**Work required**
In the entries that follow, the lines from the one with "name already exists" through the one with "in the workbook" are the ones to write out, exactly and with both ends included. Nothing else should appear.

(Data entries)
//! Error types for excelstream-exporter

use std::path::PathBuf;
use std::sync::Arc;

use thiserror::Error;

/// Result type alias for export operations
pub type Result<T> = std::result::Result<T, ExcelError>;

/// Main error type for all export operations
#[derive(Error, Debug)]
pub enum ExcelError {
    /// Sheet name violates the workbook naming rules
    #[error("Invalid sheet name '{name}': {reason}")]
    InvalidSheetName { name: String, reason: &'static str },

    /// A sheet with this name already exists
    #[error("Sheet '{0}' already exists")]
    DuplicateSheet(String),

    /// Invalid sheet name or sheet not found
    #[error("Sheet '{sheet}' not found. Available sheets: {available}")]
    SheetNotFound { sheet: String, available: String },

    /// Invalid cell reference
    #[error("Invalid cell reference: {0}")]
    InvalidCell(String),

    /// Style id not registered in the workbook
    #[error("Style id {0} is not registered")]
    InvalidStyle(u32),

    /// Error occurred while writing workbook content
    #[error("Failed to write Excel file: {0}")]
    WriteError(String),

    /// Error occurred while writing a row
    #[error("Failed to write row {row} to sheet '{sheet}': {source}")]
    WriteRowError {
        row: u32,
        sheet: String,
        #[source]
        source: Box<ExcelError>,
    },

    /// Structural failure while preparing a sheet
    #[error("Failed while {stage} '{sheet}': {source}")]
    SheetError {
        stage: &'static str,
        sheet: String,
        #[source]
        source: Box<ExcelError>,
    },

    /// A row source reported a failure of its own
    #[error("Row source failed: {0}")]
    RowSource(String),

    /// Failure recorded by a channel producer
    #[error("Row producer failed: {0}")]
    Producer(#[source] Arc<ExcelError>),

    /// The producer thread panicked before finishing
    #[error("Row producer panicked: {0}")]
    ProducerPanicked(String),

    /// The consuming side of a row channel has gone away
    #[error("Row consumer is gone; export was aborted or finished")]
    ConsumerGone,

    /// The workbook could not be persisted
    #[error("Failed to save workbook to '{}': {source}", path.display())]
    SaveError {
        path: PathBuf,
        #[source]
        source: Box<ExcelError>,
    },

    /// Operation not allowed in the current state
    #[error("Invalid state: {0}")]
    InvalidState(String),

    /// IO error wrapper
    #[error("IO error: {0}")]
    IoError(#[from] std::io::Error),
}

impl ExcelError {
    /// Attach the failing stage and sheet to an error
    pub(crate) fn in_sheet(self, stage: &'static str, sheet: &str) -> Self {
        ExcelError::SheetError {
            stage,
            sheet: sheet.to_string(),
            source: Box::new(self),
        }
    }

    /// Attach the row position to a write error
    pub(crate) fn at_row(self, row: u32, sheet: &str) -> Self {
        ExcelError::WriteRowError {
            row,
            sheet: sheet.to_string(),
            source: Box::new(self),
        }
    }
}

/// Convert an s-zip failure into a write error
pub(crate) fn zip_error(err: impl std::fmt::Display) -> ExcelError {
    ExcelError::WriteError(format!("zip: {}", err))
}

...

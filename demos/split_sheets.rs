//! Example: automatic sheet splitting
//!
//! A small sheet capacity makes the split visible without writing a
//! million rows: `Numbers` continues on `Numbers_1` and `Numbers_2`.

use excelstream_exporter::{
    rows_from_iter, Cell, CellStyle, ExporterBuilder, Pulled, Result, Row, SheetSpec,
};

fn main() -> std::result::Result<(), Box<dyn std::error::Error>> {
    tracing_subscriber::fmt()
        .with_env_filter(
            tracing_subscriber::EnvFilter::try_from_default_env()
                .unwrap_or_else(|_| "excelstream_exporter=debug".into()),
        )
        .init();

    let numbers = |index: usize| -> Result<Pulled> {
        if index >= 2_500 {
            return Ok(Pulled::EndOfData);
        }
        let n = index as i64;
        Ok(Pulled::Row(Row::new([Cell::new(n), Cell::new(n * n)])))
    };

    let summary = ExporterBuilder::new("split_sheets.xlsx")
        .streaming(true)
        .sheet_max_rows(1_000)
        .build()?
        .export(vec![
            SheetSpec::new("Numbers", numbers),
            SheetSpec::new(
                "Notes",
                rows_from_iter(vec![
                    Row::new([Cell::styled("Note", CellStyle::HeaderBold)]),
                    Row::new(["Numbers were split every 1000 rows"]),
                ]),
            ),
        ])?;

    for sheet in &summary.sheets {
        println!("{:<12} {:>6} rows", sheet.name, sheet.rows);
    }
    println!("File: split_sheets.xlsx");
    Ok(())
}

**Task solution**
    /// A sheet with this name already exists
    #[error("Sheet '{0}' already exists")]
    DuplicateSheet(String),

    /// Invalid sheet name or sheet not found
    #[error("Sheet '{sheet}' not found. Available sheets: {available}")]
    SheetNotFound { sheet: String, available: String },

    /// Invalid cell reference
    #[error("Invalid cell reference: {0}")]
    InvalidCell(String),

    /// Style id not registered in the workbook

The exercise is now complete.